CommonBond Launches Direct Student Loans For Undergraduates

In a market full of bad actors, the New York-based fintech company sees an opportunity.

CommonBond Launches Direct Student Loans For Undergraduates
[Photo: Flickr user Jirka Matousek]

Student loan collectors have become notorious in recent years for abysmal service and allegedly illegal practices. With trust in these market giants hitting new lows, fintech startup CommonBond has decided to make its move into the sector. Today the New York-based company announced that it will start lending directly to undergraduate and graduate students at all nonprofit higher education institutions.


“Education finance is a massive industry, and we’ve just begun to scratch the surface,” says cofounder and CEO David Klein. Student loan debt passed $1.3 trillion last year, and continues to rise.

CommonBond, like Earnest and SoFi, made its name as a refinancing solution for borrowers who had graduated from top colleges and universities. Since its 2013 launch, the company has funded over $1 billion in loans.

But on the side, unlike its competitors, CommonBond has been offering direct student loans to MBA students at a select group of schools, including Dartmouth and Yale. At those campuses, to Klein’s surprise, the company quickly became the top private lender.

Klein attributes the rapid growth to CommonBond’s attentive customer service and slick modern technology. “This is something that a lot of people are clamoring for,” he says.

Now he and his team will have a chance to test that theory more broadly. Their loans will now be available to undergraduate and graduate students across the country, with the exception of those enrolled in for-profit or online-only institutions. Variable rates will be as low as 2.87% and fixed rates as low as 5.50%, for borrowers who enroll in auto-pay.

In addition, CommonBond has built tools to facilitate the involvement of a cosigner, which has been a pain point in traditional systems. (Parent co-signers will also help reduce CommonBond’s risk.)

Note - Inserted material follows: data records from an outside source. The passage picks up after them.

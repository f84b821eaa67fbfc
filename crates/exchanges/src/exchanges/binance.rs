//! Binance.
//!
//! Listing comes from the public product feed; books from the v1 depth
//! endpoint. An unknown symbol is HTTP 400 with code -1121.

use crate::book::{BookShape, LevelFormat};
use crate::error::ErrorKind;
use crate::listing::{ListingFilter, ListingShape, PairSource};
use crate::profile::{Endpoint, ErrorRule, ExchangeProfile};
use serde_json::json;

pub fn profile() -> ExchangeProfile {
    ExchangeProfile::new(
        "binance",
        Endpoint::get("https://www.binance.com/exchange/public/product"),
        ListingShape::Records {
            path: vec!["data".into()],
            pair: PairSource::Fields {
                quote: "quoteAsset".into(),
                base: "baseAsset".into(),
            },
            id: None,
            filters: vec![
                ListingFilter::equals("active", json!(true)),
                ListingFilter::equals("status", json!("TRADING")),
            ],
        },
        Endpoint::get("https://www.binance.com/api/v1/depth?symbol={base}{quote}&limit={depth}"),
        BookShape::sides(&[], &["asks"], &["bids"], LevelFormat::pairs()),
    )
    .with_aliases(&[("BCC", "BCH")])
    .with_error_rule(ErrorRule::on_field(&["code"], json!(-1121), ErrorKind::UnknownMarket).with_status(400))
    .with_rate_limit("1200 request weight per minute")
}

#[cfg(test)]
mod tests {
    use super::*;
    use crate::adapter::ExchangeAdapter;
    use crate::exchanges::testing::{adapter, entry, listed};
    use cointrage_core::{MarketPair, OrderLevel};
    use pretty_assertions::assert_eq;

    fn listing() -> serde_json::Value {
        json!({"data": [
            {"symbol": "BCCBTC", "quoteAsset": "BTC", "baseAsset": "BCC", "active": true, "status": "TRADING"},
            {"symbol": "ETHBTC", "quoteAsset": "BTC", "baseAsset": "ETH", "active": true, "status": "TRADING"},
            {"symbol": "BNBETH", "quoteAsset": "ETH", "baseAsset": "BNB", "active": true, "status": "TRADING"},
            {"symbol": "HSRBTC", "quoteAsset": "BTC", "baseAsset": "HSR", "active": false, "status": "BREAK"},
            {"symbol": "ETHBNB", "quoteAsset": "BNB", "baseAsset": "ETH", "active": true, "status": "TRADING"}
        ]})
    }

    #[tokio::test]
    async fn test_list_markets() {
        let (_mock, exchange) = adapter(profile(), listing());
        let markets = exchange.list_markets().await.unwrap();
        assert_eq!(
            listed(&markets),
            vec![entry("BTC", &["BCH", "ETH"]), entry("ETH", &["BNB"])]
        );
    }

    #[tokio::test]
    async fn test_order_book_uses_native_ticker() {
        let (mock, exchange) = adapter(profile(), listing());
        mock.respond_json(
            "https://www.binance.com/api/v1/depth?symbol=BCCBTC&limit=50",
            json!({
                "lastUpdateId": 1027024,
                "bids": [["0.11500000", "2.00000000", []], ["0.11400000", "1.00000000", []]],
                "asks": [["0.11600000", "0.50000000", []]]
            }),
        );

        let book = exchange
            .get_order_book(&MarketPair::from_strs("BTC", "BCH"), None)
            .await
            .unwrap();
        assert_eq!(book.asks, vec![OrderLevel::new(0.116, 0.5)]);
        assert_eq!(book.bids, vec![OrderLevel::new(0.115, 2.0), OrderLevel::new(0.114, 1.0)]);
    }

    #[tokio::test]
    async fn test_invalid_symbol() {
        let (mock, exchange) = adapter(profile(), listing());
        mock.respond(
            "https://www.binance.com/api/v1/depth?symbol=ETHBTC&limit=5",
            400,
            r#"{"code":-1121,"msg":"Invalid symbol."}"#,
        );

        let err = exchange
            .get_order_book(&MarketPair::from_strs("BTC", "ETH"), Some(5))
            .await
            .unwrap_err();
        assert_eq!(err.kind(), ErrorKind::UnknownMarket);
    }
}
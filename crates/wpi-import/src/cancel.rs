use std::sync::Arc;
use std::sync::atomic::{AtomicBool, Ordering};

/// Cooperative stop signal for a running import.
///
/// Cloned handles share one flag. The importer polls it between batches
/// only; a batch already handed to the store always runs to its outcome.
#[derive(Debug, Clone, Default)]
pub struct CancelToken {
    flag: Arc<AtomicBool>,
}

impl CancelToken {
    #[must_use]
    pub fn new() -> Self {
        Self::default()
    }

    /// Request a stop. Safe to call from another thread or a signal handler.
    pub fn cancel(&self) {
        self.flag.store(true, Ordering::Release);
    }

    #[must_use]
    pub fn is_cancelled(&self) -> bool {
        self.flag.load(Ordering::Acquire)
    }
}
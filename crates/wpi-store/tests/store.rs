use std::collections::BTreeMap;
use std::fs;

use tempfile::TempDir;

use wpi_model::{FieldValue, PlaceRecord};
use wpi_store::{JsonlPlaceStore, MemoryPlaceStore, PlaceStore, StoreError};

fn record(fingerprint: &str, name: &str, latitude: f64, longitude: f64) -> PlaceRecord {
    let mut fields = BTreeMap::new();
    fields.insert("name".to_string(), FieldValue::Text(name.to_string()));
    fields.insert("latitude".to_string(), FieldValue::Number(latitude));
    fields.insert("longitude".to_string(), FieldValue::Number(longitude));
    PlaceRecord {
        fingerprint: fingerprint.to_string(),
        fields,
    }
}

#[test]
fn memory_store_acknowledges_fingerprints() {
    let store = MemoryPlaceStore::new();
    let batch = vec![
        record("aa", "Harbor Cafe", 59.332, 18.064),
        record("bb", "Old Mill", 59.4, 18.1),
    ];
    let ack = store.insert_batch(&batch).expect("insert");
    assert_eq!(ack.inserted_ids, vec!["aa".to_string(), "bb".to_string()]);
    assert_eq!(store.len(), 2);
    assert_eq!(store.records(), batch);
}

#[test]
fn memory_snapshot_projects_matchable_records() {
    let mut unmatchable = record("cc", "No Coordinates", 0.0, 0.0);
    unmatchable.fields.remove("latitude");

    let store = MemoryPlaceStore::seeded(vec![record("aa", "Harbor Cafe", 59.332, 18.064), unmatchable]);
    let snapshot = store.fetch_existing_for_dedup().expect("fetch");
    assert_eq!(snapshot.len(), 1);
    assert_eq!(snapshot[0].id, "aa");
    assert_eq!(snapshot[0].name, "Harbor Cafe");
    assert_eq!(snapshot[0].latitude, 59.332);
}

#[test]
fn jsonl_missing_file_reads_empty() {
    let dir = TempDir::new().expect("tempdir");
    let store = JsonlPlaceStore::new(dir.path().join("places.jsonl"));
    assert!(store.fetch_existing_for_dedup().expect("fetch").is_empty());
}

#[test]
fn jsonl_round_trips_batches() {
    let dir = TempDir::new().expect("tempdir");
    let store = JsonlPlaceStore::new(dir.path().join("places.jsonl"));

    store
        .insert_batch(&[record("aa", "Harbor Cafe", 59.332, 18.064)])
        .expect("first batch");
    store
        .insert_batch(&[record("bb", "Old Mill", 59.4, 18.1)])
        .expect("second batch");

    let snapshot = store.fetch_existing_for_dedup().expect("fetch");
    assert_eq!(snapshot.len(), 2);
    assert_eq!(snapshot[0].name, "Harbor Cafe");
    assert_eq!(snapshot[1].name, "Old Mill");
}

#[test]
fn jsonl_tolerates_blank_lines() {
    let dir = TempDir::new().expect("tempdir");
    let path = dir.path().join("places.jsonl");
    let store = JsonlPlaceStore::new(&path);
    store
        .insert_batch(&[record("aa", "Harbor Cafe", 59.332, 18.064)])
        .expect("insert");

    let mut contents = fs::read_to_string(&path).expect("read");
    contents.push('\n');
    fs::write(&path, contents).expect("rewrite");

    assert_eq!(store.fetch_existing_for_dedup().expect("fetch").len(), 1);
}

#[test]
fn jsonl_malformed_line_is_a_hard_error() {
    let dir = TempDir::new().expect("tempdir");
    let path = dir.path().join("places.jsonl");
    fs::write(&path, "{not json}\n").expect("seed");

    let store = JsonlPlaceStore::new(&path);
    let err = store.fetch_existing_for_dedup().expect_err("malformed");
    assert!(matches!(err, StoreError::Malformed { .. }));
}
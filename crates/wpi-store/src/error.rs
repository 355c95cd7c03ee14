use std::path::PathBuf;

use thiserror::Error;

/// Failures surfaced by a place store.
#[derive(Debug, Error)]
pub enum StoreError {
    #[error("failed to read place store {path}: {source}")]
    Read {
        path: PathBuf,
        #[source]
        source: std::io::Error,
    },

    #[error("failed to write place store {path}: {source}")]
    Write {
        path: PathBuf,
        #[source]
        source: std::io::Error,
    },

    /// A stored record that no longer parses. Unlike mapping presets this is
    /// a hard failure: silently dropping store rows would corrupt dedup.
    #[error("malformed record in place store {path}: {source}")]
    Malformed {
        path: PathBuf,
        #[source]
        source: serde_json::Error,
    },

    #[error("failed to encode place record: {0}")]
    Encode(#[from] serde_json::Error),

    /// Opaque backend refusal, reported per batch by the importer.
    #[error("{0}")]
    Backend(String),
}

pub type Result<T> = std::result::Result<T, StoreError>;
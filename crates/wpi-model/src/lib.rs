pub mod catalog;
pub mod error;
pub mod mapping;
pub mod record;
pub mod results;
pub mod row;
pub mod value;

pub use catalog::{CATEGORIES, FieldCatalog, FieldGroup, FieldType, OTHER_CATEGORY, TargetField};
pub use error::{ModelError, Result};
pub use mapping::ColumnMapping;
pub use record::{ExistingPlace, PlaceRecord};
pub use results::ImportResults;
pub use row::{FileTable, MappedData, ParsedRow, RawRow};
pub use value::{FieldValue, PriceTier};

#[cfg(test)]
mod tests {
    use std::collections::BTreeMap;

    use super::*;

    #[test]
    fn catalog_keys_are_unique() {
        let catalog = FieldCatalog::standard();
        let keys: Vec<&str> = catalog.fields().iter().map(|f| f.key).collect();
        let mut deduped = keys.clone();
        deduped.sort_unstable();
        deduped.dedup();
        assert_eq!(deduped.len(), keys.len());
        assert_eq!(keys.first(), Some(&"name"));
    }

    #[test]
    fn required_fields_are_name_and_coordinates() {
        let catalog = FieldCatalog::standard();
        let required: Vec<&str> = catalog.required_fields().map(|f| f.key).collect();
        assert_eq!(required, ["name", "latitude", "longitude"]);
    }

    #[test]
    fn unknown_field_is_an_error() {
        let catalog = FieldCatalog::standard();
        assert!(catalog.require("name").is_ok());
        assert!(matches!(
            catalog.require("nope"),
            Err(ModelError::UnknownField(_))
        ));
    }

    #[test]
    fn category_list_ends_with_the_fallback() {
        assert_eq!(CATEGORIES.last(), Some(&OTHER_CATEGORY));
    }

    #[test]
    fn price_tier_parses_symbols_and_numerals() {
        assert_eq!(PriceTier::parse("$$$"), Some(PriceTier::High));
        assert_eq!(PriceTier::parse(" 2 "), Some(PriceTier::Mid));
        assert_eq!(PriceTier::parse("premium"), None);
        assert_eq!(PriceTier::default().as_str(), "$$");
    }

    #[test]
    fn mapping_set_clears_on_none() {
        let mut mapping = ColumnMapping::new();
        mapping.set("name", Some("Place".to_string()));
        assert_eq!(mapping.column_for("name"), Some("Place"));
        assert!(mapping.uses_column("Place"));
        mapping.set("name", None);
        assert_eq!(mapping.column_for("name"), None);
        assert!(mapping.is_empty());
    }

    #[test]
    fn place_record_round_trips_through_json() {
        let mut fields = BTreeMap::new();
        fields.insert("name".to_string(), FieldValue::Text("Harbor Cafe".into()));
        fields.insert("latitude".to_string(), FieldValue::Number(59.33));
        fields.insert(
            "price_level".to_string(),
            FieldValue::Price(PriceTier::Low),
        );
        let record = PlaceRecord {
            fingerprint: "ab12".to_string(),
            fields,
        };
        let json = serde_json::to_string(&record).expect("serialize record");
        let round: PlaceRecord = serde_json::from_str(&json).expect("deserialize record");
        assert_eq!(round.name(), Some("Harbor Cafe"));
        assert_eq!(round.latitude(), Some(59.33));
        assert_eq!(
            round.fields.get("price_level"),
            Some(&FieldValue::Price(PriceTier::Low))
        );
    }

    #[test]
    fn pushing_an_error_invalidates_the_row() {
        let mut row = ParsedRow {
            is_valid: true,
            ..ParsedRow::default()
        };
        row.push_error("batch write failed: timeout");
        assert!(!row.is_valid);
        assert_eq!(row.errors.len(), 1);
    }
}
//! Column mapping for the place importer: alias-based auto-suggestion,
//! operator overrides, advisory close-match hints and saved presets.

pub mod error;
pub mod hints;
pub mod mapper;
pub mod presets;

pub use error::{PresetError, Result};
pub use hints::{MappingHint, close_matches};
pub use mapper::{normalize_name, suggest, unmapped_required, update};
pub use presets::{MappingPreset, PresetStore};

Klein plans to first target students at those campuses where CommonBond has already been lending to MBAs, and expand from there. When financial aid offices send students information regarding their financing packages, CommonBond will be listed as an eligible private lender.

In the meantime, CommonBond’s competitors are moving beyond student loan refi; SoFi, for example, has introduced mortgages. Klein has similar aspirations—just not quite yet.

“It’s a safe bet that in 2018 you’ll see us expand beyond education finance,” he says. But for now: “We believe in the value of focus.”